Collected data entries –
Content starts
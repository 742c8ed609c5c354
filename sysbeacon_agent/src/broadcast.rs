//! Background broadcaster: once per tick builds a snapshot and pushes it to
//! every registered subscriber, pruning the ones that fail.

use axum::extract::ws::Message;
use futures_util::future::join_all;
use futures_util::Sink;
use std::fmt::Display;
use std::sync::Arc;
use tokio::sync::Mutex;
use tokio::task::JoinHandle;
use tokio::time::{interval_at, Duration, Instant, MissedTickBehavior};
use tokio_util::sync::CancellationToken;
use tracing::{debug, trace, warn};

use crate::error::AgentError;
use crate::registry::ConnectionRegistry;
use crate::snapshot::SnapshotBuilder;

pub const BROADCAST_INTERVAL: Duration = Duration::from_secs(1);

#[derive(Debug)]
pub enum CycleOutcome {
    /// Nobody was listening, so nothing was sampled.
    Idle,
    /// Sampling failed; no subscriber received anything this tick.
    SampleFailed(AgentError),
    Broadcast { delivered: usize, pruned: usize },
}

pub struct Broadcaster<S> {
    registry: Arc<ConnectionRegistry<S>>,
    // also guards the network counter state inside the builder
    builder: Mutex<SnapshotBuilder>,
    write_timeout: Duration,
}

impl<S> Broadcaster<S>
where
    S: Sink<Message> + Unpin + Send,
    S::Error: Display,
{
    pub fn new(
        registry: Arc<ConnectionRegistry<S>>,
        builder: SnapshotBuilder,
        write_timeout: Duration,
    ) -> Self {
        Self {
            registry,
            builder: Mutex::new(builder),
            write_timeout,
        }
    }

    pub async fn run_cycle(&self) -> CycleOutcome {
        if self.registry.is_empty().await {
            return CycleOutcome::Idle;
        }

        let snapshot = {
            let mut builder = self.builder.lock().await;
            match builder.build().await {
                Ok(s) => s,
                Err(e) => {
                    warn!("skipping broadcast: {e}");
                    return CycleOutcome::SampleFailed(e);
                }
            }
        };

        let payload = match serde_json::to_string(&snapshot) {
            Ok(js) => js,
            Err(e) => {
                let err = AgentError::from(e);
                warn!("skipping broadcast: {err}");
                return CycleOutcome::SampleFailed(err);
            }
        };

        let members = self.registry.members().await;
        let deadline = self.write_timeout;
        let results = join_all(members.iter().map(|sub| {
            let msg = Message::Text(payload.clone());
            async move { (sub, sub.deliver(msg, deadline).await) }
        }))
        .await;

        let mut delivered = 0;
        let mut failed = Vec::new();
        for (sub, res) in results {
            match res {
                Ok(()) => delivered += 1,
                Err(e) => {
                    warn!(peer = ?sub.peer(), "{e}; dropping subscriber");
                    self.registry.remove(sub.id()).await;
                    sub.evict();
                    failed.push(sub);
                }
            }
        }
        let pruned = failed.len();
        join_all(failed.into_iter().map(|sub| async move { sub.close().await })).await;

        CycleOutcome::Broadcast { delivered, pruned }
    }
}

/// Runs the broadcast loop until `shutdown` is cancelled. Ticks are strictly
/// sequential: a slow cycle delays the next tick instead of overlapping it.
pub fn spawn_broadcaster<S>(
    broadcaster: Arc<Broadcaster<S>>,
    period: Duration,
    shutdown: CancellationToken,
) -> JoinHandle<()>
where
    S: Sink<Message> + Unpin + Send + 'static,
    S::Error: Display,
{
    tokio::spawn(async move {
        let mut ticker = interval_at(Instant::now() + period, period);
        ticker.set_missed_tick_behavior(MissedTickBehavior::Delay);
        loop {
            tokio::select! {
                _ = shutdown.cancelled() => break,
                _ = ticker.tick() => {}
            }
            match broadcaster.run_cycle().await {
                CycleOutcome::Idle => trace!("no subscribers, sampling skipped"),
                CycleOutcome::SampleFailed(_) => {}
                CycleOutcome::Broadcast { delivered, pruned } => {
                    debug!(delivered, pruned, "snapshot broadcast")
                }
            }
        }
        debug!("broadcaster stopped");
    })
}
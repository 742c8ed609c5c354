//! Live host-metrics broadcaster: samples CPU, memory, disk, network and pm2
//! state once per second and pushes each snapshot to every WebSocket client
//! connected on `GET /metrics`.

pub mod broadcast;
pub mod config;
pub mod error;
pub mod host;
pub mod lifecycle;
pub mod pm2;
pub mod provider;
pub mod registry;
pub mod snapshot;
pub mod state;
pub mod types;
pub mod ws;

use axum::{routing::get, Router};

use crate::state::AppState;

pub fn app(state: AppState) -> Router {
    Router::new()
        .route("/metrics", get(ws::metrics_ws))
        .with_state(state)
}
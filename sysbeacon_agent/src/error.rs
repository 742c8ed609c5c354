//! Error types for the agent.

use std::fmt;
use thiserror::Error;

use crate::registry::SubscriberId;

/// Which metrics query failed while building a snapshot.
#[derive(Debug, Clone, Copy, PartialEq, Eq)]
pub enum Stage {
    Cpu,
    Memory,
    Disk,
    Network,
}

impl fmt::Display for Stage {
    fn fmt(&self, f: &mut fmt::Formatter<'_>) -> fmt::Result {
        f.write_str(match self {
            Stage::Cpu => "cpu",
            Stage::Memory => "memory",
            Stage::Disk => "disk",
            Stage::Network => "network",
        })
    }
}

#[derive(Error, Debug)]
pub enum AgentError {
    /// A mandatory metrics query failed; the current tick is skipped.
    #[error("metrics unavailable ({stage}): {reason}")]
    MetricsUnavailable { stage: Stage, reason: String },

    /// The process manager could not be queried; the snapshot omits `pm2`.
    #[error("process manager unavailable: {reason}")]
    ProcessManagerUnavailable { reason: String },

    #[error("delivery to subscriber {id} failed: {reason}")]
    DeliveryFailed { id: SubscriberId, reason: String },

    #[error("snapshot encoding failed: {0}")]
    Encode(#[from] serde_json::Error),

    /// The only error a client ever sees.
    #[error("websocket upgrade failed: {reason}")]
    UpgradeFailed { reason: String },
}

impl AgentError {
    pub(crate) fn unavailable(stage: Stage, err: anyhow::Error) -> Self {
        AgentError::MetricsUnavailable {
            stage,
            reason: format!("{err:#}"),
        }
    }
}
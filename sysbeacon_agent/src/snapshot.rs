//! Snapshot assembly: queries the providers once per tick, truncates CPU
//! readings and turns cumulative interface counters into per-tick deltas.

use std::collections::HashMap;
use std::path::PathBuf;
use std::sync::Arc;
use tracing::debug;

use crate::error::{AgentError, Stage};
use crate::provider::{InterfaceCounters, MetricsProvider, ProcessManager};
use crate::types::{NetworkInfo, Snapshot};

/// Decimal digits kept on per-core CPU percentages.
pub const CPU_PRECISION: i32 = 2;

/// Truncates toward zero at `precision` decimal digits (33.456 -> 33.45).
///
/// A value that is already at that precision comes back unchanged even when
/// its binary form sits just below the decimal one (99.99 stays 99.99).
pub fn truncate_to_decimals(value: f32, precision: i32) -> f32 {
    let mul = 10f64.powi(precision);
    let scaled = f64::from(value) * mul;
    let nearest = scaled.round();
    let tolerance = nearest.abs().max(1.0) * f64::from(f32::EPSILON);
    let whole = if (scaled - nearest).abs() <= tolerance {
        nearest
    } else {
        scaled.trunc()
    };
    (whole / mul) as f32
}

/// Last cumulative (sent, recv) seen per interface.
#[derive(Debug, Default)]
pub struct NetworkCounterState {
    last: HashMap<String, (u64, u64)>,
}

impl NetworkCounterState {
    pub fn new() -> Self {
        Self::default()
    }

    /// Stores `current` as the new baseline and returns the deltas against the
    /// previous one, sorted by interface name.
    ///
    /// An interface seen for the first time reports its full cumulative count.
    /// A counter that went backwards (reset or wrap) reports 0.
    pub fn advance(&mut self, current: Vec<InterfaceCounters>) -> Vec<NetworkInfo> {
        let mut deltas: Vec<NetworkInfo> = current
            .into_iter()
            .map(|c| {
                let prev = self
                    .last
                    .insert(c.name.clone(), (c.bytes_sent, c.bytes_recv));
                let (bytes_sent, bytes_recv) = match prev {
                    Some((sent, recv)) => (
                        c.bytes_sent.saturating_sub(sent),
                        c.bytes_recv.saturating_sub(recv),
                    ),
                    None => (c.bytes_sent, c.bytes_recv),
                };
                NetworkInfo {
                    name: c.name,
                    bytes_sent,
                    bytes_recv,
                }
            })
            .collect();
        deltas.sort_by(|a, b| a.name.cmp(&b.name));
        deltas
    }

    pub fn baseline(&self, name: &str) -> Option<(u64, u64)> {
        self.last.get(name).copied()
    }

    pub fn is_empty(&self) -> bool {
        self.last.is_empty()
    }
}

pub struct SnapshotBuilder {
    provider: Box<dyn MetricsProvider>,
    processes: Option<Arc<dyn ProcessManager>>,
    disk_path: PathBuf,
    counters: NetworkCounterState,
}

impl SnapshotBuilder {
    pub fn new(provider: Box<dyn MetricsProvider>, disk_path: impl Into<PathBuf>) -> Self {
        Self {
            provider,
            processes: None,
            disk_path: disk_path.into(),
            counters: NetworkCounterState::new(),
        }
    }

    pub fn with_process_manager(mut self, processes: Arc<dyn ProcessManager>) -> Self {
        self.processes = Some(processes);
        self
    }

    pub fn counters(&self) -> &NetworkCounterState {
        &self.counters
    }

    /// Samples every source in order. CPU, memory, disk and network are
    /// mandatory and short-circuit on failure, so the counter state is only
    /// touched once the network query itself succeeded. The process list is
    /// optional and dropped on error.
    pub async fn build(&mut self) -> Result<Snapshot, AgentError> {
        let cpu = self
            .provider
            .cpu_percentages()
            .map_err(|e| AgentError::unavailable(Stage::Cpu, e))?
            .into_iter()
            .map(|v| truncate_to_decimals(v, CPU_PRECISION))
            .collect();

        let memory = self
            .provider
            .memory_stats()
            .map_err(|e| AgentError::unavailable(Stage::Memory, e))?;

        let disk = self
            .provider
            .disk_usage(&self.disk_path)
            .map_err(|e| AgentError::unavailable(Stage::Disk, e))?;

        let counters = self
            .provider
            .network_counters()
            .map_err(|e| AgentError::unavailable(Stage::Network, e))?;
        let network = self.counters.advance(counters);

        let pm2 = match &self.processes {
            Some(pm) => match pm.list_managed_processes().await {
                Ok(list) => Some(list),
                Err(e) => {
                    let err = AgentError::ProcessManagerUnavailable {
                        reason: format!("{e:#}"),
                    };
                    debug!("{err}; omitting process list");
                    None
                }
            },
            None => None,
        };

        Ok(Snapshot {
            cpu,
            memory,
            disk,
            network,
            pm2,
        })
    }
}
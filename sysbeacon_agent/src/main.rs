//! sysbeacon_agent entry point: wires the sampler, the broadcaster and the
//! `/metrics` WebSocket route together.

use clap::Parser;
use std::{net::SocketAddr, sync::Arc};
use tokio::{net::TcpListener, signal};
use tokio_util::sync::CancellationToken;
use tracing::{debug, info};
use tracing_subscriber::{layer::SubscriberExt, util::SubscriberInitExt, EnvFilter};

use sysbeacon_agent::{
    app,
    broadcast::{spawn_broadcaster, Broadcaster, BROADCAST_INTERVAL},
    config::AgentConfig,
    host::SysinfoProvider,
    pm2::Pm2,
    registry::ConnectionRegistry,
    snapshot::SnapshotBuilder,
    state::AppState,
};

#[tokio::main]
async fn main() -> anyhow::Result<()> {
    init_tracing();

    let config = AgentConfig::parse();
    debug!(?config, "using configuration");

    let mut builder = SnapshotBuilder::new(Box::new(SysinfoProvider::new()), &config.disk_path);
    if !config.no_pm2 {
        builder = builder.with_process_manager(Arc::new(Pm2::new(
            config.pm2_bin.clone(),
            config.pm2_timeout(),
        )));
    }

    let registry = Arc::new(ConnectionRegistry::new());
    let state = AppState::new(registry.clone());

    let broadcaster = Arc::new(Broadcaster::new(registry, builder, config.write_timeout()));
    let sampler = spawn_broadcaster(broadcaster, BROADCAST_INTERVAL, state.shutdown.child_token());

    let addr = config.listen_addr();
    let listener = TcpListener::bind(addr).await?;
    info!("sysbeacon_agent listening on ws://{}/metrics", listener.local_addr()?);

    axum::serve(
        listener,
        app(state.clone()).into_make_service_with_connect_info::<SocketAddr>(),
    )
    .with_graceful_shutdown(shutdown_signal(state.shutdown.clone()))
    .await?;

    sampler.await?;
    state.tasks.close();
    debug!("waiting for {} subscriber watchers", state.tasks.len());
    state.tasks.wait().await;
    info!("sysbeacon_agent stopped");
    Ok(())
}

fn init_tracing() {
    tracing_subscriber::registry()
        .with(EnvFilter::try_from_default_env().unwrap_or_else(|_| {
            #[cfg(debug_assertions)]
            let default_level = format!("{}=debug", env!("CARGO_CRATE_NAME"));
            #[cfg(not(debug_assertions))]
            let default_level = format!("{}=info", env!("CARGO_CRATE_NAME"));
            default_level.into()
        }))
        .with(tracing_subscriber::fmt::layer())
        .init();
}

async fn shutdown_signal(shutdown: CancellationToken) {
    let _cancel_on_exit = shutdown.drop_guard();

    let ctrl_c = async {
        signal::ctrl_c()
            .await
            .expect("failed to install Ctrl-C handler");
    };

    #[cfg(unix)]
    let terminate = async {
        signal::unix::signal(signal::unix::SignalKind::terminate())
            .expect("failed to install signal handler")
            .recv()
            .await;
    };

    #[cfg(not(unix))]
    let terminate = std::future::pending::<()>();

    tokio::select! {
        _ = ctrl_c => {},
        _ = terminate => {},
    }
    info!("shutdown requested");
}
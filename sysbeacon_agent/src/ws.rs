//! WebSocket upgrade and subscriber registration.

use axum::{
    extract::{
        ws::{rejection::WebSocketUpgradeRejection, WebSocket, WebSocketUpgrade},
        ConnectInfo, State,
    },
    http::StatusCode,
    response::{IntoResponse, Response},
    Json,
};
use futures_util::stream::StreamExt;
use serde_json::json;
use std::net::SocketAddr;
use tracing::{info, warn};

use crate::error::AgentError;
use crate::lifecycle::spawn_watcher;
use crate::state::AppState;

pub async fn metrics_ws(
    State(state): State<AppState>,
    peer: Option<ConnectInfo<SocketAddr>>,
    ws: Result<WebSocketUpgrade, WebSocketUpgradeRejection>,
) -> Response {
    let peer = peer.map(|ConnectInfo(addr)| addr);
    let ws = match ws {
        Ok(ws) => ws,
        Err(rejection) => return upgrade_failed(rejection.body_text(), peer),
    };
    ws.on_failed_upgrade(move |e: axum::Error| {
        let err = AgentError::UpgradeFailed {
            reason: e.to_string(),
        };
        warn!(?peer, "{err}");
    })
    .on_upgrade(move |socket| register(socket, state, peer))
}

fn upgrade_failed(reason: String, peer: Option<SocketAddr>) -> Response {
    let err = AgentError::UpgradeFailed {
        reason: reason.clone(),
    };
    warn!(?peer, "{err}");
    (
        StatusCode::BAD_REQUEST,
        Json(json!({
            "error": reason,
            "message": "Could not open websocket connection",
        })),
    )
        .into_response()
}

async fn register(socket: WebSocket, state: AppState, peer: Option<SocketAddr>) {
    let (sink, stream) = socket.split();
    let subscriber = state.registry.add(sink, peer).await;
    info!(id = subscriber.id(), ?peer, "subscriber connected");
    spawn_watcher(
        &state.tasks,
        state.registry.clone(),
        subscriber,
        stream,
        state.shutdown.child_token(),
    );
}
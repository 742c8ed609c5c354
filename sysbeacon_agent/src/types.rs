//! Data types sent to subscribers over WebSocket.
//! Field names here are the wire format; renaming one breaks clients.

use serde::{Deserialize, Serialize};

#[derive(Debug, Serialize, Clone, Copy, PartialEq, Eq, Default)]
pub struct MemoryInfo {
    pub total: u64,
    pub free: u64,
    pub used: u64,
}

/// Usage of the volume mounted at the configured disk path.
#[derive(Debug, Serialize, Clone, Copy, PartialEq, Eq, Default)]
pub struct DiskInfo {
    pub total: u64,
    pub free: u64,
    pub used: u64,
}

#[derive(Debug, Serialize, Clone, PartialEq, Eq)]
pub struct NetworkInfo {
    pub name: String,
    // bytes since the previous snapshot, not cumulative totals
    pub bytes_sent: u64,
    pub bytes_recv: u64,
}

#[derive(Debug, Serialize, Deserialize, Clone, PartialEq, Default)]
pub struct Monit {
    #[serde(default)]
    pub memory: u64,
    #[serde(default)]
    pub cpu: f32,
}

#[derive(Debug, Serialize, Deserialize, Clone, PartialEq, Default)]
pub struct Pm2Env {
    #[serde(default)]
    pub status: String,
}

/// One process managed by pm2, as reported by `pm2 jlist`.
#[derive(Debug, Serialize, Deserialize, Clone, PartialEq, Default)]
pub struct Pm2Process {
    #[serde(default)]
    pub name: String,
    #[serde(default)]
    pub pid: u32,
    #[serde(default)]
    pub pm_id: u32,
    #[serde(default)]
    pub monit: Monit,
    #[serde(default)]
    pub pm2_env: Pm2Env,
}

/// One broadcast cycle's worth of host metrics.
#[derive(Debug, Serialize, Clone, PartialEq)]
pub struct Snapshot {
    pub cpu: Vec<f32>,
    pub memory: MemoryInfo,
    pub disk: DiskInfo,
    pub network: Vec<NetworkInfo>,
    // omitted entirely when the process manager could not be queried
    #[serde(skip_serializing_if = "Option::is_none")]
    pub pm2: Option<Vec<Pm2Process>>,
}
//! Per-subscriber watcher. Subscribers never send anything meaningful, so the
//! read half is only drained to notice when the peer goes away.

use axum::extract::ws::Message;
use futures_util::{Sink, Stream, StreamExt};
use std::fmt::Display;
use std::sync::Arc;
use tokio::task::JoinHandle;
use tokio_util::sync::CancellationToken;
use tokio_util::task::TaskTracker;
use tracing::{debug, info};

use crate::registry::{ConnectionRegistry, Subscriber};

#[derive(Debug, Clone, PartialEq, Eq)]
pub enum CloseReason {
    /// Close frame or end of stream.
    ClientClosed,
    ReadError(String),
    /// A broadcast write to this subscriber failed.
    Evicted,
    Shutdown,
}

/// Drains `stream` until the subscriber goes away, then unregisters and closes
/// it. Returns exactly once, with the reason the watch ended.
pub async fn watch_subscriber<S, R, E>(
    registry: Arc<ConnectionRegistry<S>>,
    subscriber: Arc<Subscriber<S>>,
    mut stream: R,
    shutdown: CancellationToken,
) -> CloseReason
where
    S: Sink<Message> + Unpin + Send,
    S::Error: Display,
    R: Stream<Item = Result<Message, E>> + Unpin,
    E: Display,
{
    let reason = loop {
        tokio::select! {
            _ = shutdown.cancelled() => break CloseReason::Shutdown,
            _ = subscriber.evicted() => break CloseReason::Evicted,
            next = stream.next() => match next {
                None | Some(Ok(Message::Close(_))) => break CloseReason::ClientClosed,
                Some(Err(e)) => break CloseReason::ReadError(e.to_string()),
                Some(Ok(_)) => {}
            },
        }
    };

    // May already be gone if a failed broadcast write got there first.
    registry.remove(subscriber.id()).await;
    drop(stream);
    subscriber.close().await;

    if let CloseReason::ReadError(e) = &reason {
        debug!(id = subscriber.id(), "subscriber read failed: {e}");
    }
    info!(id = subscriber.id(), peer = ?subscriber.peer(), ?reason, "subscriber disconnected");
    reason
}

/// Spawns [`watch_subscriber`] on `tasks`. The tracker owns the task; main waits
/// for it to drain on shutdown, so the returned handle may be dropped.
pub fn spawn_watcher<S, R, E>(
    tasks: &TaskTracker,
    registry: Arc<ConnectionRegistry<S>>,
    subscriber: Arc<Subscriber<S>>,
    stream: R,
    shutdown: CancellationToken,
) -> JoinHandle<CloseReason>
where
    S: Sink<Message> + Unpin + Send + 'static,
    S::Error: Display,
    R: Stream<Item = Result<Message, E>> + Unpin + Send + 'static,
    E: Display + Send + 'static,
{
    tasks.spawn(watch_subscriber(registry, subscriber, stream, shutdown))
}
Content ends
What to work on – Tally the lines in the records that contain "value", then give only the tally.

Answer section – 3